If you want someone sparkling and scintillating on a Friday night, you don’t want me. I’m about as dull as a slab of concrete or just plain weird to the point of being disruptive. That’s the way things roll on this side. I also refuse to waste Saturday mornings on hangovers, so your Friday night should be safe, and livelier without me brooding in a corner.
Friday nights are quite good for Facebook. It seems like I am not alone in my desire to stay home and avoid the party, so there is plenty of opportunity for post swapping and chat. The spin-off to that is that I still get to stay in touch with the world, and Windhoek.
Last Friday night, a huge bang was heard in Klein Windhoek. A lot of people were agog.
What happened? Where is it? Did you hear the sirens? Does the air have a funny chemical smell? It came across that people were half hoping for a bomb. Maybe that would have been some kind of entertainment.
Actually, what happened, I am told, is that both the back wheels of a truck burst in the vicinity of Avis.
 The location of the mountains made for spectacular acoustic amplification. The sirens were the fire brigade going to investigate, I believe. Maybe they were also hoping for a thrill, and an opportunity to be heroic in the face of mad bombers.
That was fairly mundane, except I suppose for the truck driver.
The thing that struck me was a lot of people seemed to want it to be the worst possible thing. I had to ask myself, why?

The only answer I could find was that it was an emotional moment. There was the obvious thing of fear. Fear is definitely thrilling if it is a reminder that there are things to fear, and not fear of an immediate and present danger.
The popularity of the various forms of horror literature back this up.
That would probably be followed by moral outrage. Everyone loves a bit of moral outrage. Look at the responses to abuse of one-legged lepers in far-off places in the globe, and suchlike ‘stuff’ on Facebook.
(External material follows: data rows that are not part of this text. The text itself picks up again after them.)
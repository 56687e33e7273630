//! The SubRISC encoder.
//!
//! SubRISC is byte addressed and executes sixteen-bit halfwords.
//! Encoding takes two passes.  The first selects the kind of each
//! instruction, which determines its length and alignment, so that
//! addresses can be assigned.  The second encodes the instructions,
//! now that jump displacements can be computed.
use tracing::{event, Level};

use base::prelude::*;

use super::super::collections::{ErrorList, OneOrMore};
use super::super::error::{AssembleError, ErrorKind};
use super::super::layout::LayoutResult;
use super::super::program::{AddressInfo, InstructionRef, Program};
use super::{image_error, place_storage, reserve, write_storage};

mod instructions;
mod registers;

use instructions::InstructionKind;

const BYTES_PER_WORD: u32 = 4;

fn align(address: u32) -> u32 {
    address.next_multiple_of(BYTES_PER_WORD)
}

pub(crate) fn assemble(
    program: &mut Program,
    layout: &LayoutResult,
    order: &[InstructionRef],
    min_memory_size: usize,
) -> Result<MemoryImage, OneOrMore<AssembleError>> {
    let kinds = select_kinds(program, order)?;

    let mut next: u32 = 0;
    for (r, kind) in order.iter().zip(&kinds) {
        next = assign_address(program, *r, *kind, next);
    }
    event!(Level::DEBUG, "instructions occupy {next} bytes");
    let (placements, end) = place_storage(program, layout, align(next), BYTES_PER_WORD);

    let mut memory = MemorySlot::new(0);
    reserve(
        &mut memory,
        (end / BYTES_PER_WORD) as usize,
        min_memory_size,
    );

    let mut errors: ErrorList<AssembleError> = ErrorList::default();
    for (r, kind) in order.iter().zip(&kinds) {
        errors.record(write_instruction(program, *r, *kind, &mut memory));
    }
    errors.into_result(())?;

    write_storage(program, layout, &placements, &mut memory, BYTES_PER_WORD)?;

    let mut image = MemoryImage::from_slots(vec![memory]);
    image.startup_address = 0;
    Ok(image)
}

fn select_kinds(
    program: &Program,
    order: &[InstructionRef],
) -> Result<Vec<InstructionKind>, OneOrMore<AssembleError>> {
    let mut errors: ErrorList<AssembleError> = ErrorList::default();
    let mut kinds = Vec::with_capacity(order.len());
    for r in order {
        let Some(instruction) = program.instruction(*r) else {
            continue;
        };
        match InstructionKind::from_mnemonic(&instruction.mnemonic) {
            Some(kind) => kinds.push(kind),
            None => errors.push(AssembleError::new(
                ErrorKind::UnknownMnemonic,
                format!("Unknown mnemonic {}", instruction.mnemonic),
                instruction.position.clone(),
            )),
        }
    }
    errors.into_result(kinds)
}

/// Place the instruction at byte address `next` (or the following
/// word boundary if it must be aligned).  Returns the address
/// following the instruction.
fn assign_address(program: &mut Program, r: InstructionRef, kind: InstructionKind, next: u32) -> u32 {
    let Some(instruction) = program.instruction(r) else {
        return next;
    };
    let from = if kind.needs_alignment() { align(next) } else { next };
    let bytes = kind.length(instruction) * 2;
    let placed = AddressInfo {
        memory_slot: 0,
        from,
        to: from + bytes - 1,
    };
    let address = instruction.address;
    let operands: Vec<_> = instruction.operands.iter().map(|op| op.address).collect();
    *program.address_mut(address) = placed;
    for operand in operands {
        *program.address_mut(operand) = placed;
    }
    from + bytes
}

fn write_instruction(
    program: &Program,
    r: InstructionRef,
    kind: InstructionKind,
    memory: &mut MemorySlot,
) -> Result<(), AssembleError> {
    let Some(instruction) = program.instruction(r) else {
        return Ok(());
    };
    let from = program.address(instruction.address).from;
    let halfwords = instructions::encode(program, instruction, kind, from)?;
    let head = (from / 2) as usize;
    for (k, bits) in halfwords.into_iter().enumerate() {
        let info = if k == 0 {
            DebugInfo::new(Usage::Instruction)
                .with_annotation(instruction.annotation())
                .with_debug_marker(instruction.debug_text.clone())
        } else {
            DebugInfo::new(Usage::FollowHead)
        };
        memory
            .or_halfword(head + k, bits, info)
            .map_err(|e| image_error(e, instruction.position.clone()))?;
    }
    Ok(())
}
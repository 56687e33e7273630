//! Errors reported by the stages of the assembly pipeline.
use std::error::Error;
use std::fmt::{self, Display, Formatter};

use super::source::AssemblePosition;

#[derive(Debug, Clone, Copy, PartialEq, Eq, Hash, PartialOrd, Ord)]
pub enum ErrorKind {
    MacroNotFound,
    MacroArgumentMismatch,
    MacroRecursionLimit,
    /// A macrocall survived macro expansion.  This indicates a bug.
    UnexpandedMacrocall,
    IdentifierNotFound,
    UnknownMnemonic,
    /// Wrong operand count, operand type or register class.
    InvalidOperandForm,
    ImmediateOutOfRange,
    DisplacementOverflow,
    MultipleStartupSections,
    ArrayLengthMismatch,
    UnknownISA,
    /// A word was placed outside the memory image.  This indicates a
    /// bug.
    ImageOverflow,
    /// A storage slot lists a sharer which does not hold it.  This
    /// indicates a bug.
    SlotNotHeld,
}

impl ErrorKind {
    /// The title under which errors of this kind are reported,
    /// naming the stage which found them.
    pub fn stage_title(&self) -> &'static str {
        match self {
            ErrorKind::MacroNotFound
            | ErrorKind::MacroArgumentMismatch
            | ErrorKind::MacroRecursionLimit => "Macro expanding",
            ErrorKind::UnexpandedMacrocall | ErrorKind::IdentifierNotFound => "Refersolving",
            ErrorKind::UnknownMnemonic
            | ErrorKind::InvalidOperandForm
            | ErrorKind::ImmediateOutOfRange
            | ErrorKind::DisplacementOverflow
            | ErrorKind::ImageOverflow
            | ErrorKind::SlotNotHeld => "Assemble",
            ErrorKind::MultipleStartupSections => "Assembler",
            ErrorKind::ArrayLengthMismatch => "Program tree",
            ErrorKind::UnknownISA => "Target selection",
        }
    }
}

impl Display for ErrorKind {
    fn fmt(&self, f: &mut Formatter<'_>) -> fmt::Result {
        f.write_str(match self {
            ErrorKind::MacroNotFound => "macro not found",
            ErrorKind::MacroArgumentMismatch => "macro argument mismatch",
            ErrorKind::MacroRecursionLimit => "macro recursion limit exceeded",
            ErrorKind::UnexpandedMacrocall => "unexpanded macrocall",
            ErrorKind::IdentifierNotFound => "identifier not found",
            ErrorKind::UnknownMnemonic => "unknown mnemonic",
            ErrorKind::InvalidOperandForm => "invalid operand form",
            ErrorKind::ImmediateOutOfRange => "immediate out of range",
            ErrorKind::DisplacementOverflow => "displacement overflow",
            ErrorKind::MultipleStartupSections => "multiple startup sections",
            ErrorKind::ArrayLengthMismatch => "array length mismatch",
            ErrorKind::UnknownISA => "unknown ISA",
            ErrorKind::ImageOverflow => "memory image overflow",
            ErrorKind::SlotNotHeld => "storage slot not held by its sharer",
        })
    }
}

#[derive(Debug, Clone, PartialEq, Eq)]
pub struct AssembleError {
    pub kind: ErrorKind,
    pub title: String,
    pub detail: String,
    pub position: AssemblePosition,
}

impl AssembleError {
    pub fn new(kind: ErrorKind, detail: String, position: AssemblePosition) -> AssembleError {
        AssembleError {
            kind,
            title: kind.stage_title().to_string(),
            detail,
            position,
        }
    }

    #[must_use]
    pub fn with_title(mut self, title: &str) -> AssembleError {
        self.title = title.to_string();
        self
    }
}

impl Display for AssembleError {
    fn fmt(&self, f: &mut Formatter<'_>) -> fmt::Result {
        match &self.position {
            AssemblePosition::Unknown => write!(f, "{}: {}", self.title, self.detail),
            position => match position.file() {
                Some(file) => write!(
                    f,
                    "{file}: {}: {}: {}",
                    position.location_text(),
                    self.title,
                    self.detail
                ),
                None => write!(
                    f,
                    "{}: {}: {}",
                    position.location_text(),
                    self.title,
                    self.detail
                ),
            },
        }
    }
}

impl Error for AssembleError {}

#[test]
fn test_display_of_error() {
    let e = AssembleError::new(
        ErrorKind::MacroNotFound,
        "Macro definition 'swap' not found.".to_string(),
        AssemblePosition::raw(4, 2),
    );
    assert_eq!(
        e.to_string(),
        "line: 4,col: 2: Macro expanding: Macro definition 'swap' not found."
    );
    let e = e.with_title("Expander");
    assert_eq!(e.title, "Expander");
    assert_eq!(e.kind, ErrorKind::MacroNotFound);
}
And there would be anger, a sense of ‘us vs them’. You can also see that on Facebook, particularly on some conservation forums, where actual lapses in conservation, for instance poaching, seem to be little more than an excuse for xenophobia towards nationalities, rather than anger at actual individuals who really do deserve it.
The thing is that this is emotion at a remove. If for instance, you were abused, instead of the one-legged leper in some far-off country that would be an immediate emotion.
The one-legged leper is far away, and hence at a remove with less immediate relevance.
Why absorb outrage, fear, anger or sadness if it is not immediately relevant to you?
There might be an argument for general morality, but then why not go and find a one-legged leper who is being abused locally, closer to home, and use the opportunity to fix things?
The answer has to be that people need emotions, but because the sources of those emotions are far away, they are  less threatening and don’t, in my egregious example, involve contact with a leper. If you accept this scenario, which you should, then the only explanation for absorbing these emotions is recreation.
The idea of recreational emotion is not particularly outlandish, in light of modern entertainment. People watch romance movies to feel romantic, horror movies to feel scared, soap opera to feel moral outrage and certain types of drama to feel bored. The difference is that because something is happening somewhere far away in the real world, I think that the emotion achieves a greater degree of validity. Perhaps what this says is that people have lost the ability to feel and express emotions, maybe due to the restraints of society and not having enough time. They need the lacking emotion to be topped up by distant events. I suppose it is some kind of emotional ecology: fill in the gaps.
Now you know why the Kardashians or Paris Hilton make it big in ‘reality TV’. If only I had the need to feel revulsion and ennui, I could join in that fun as well.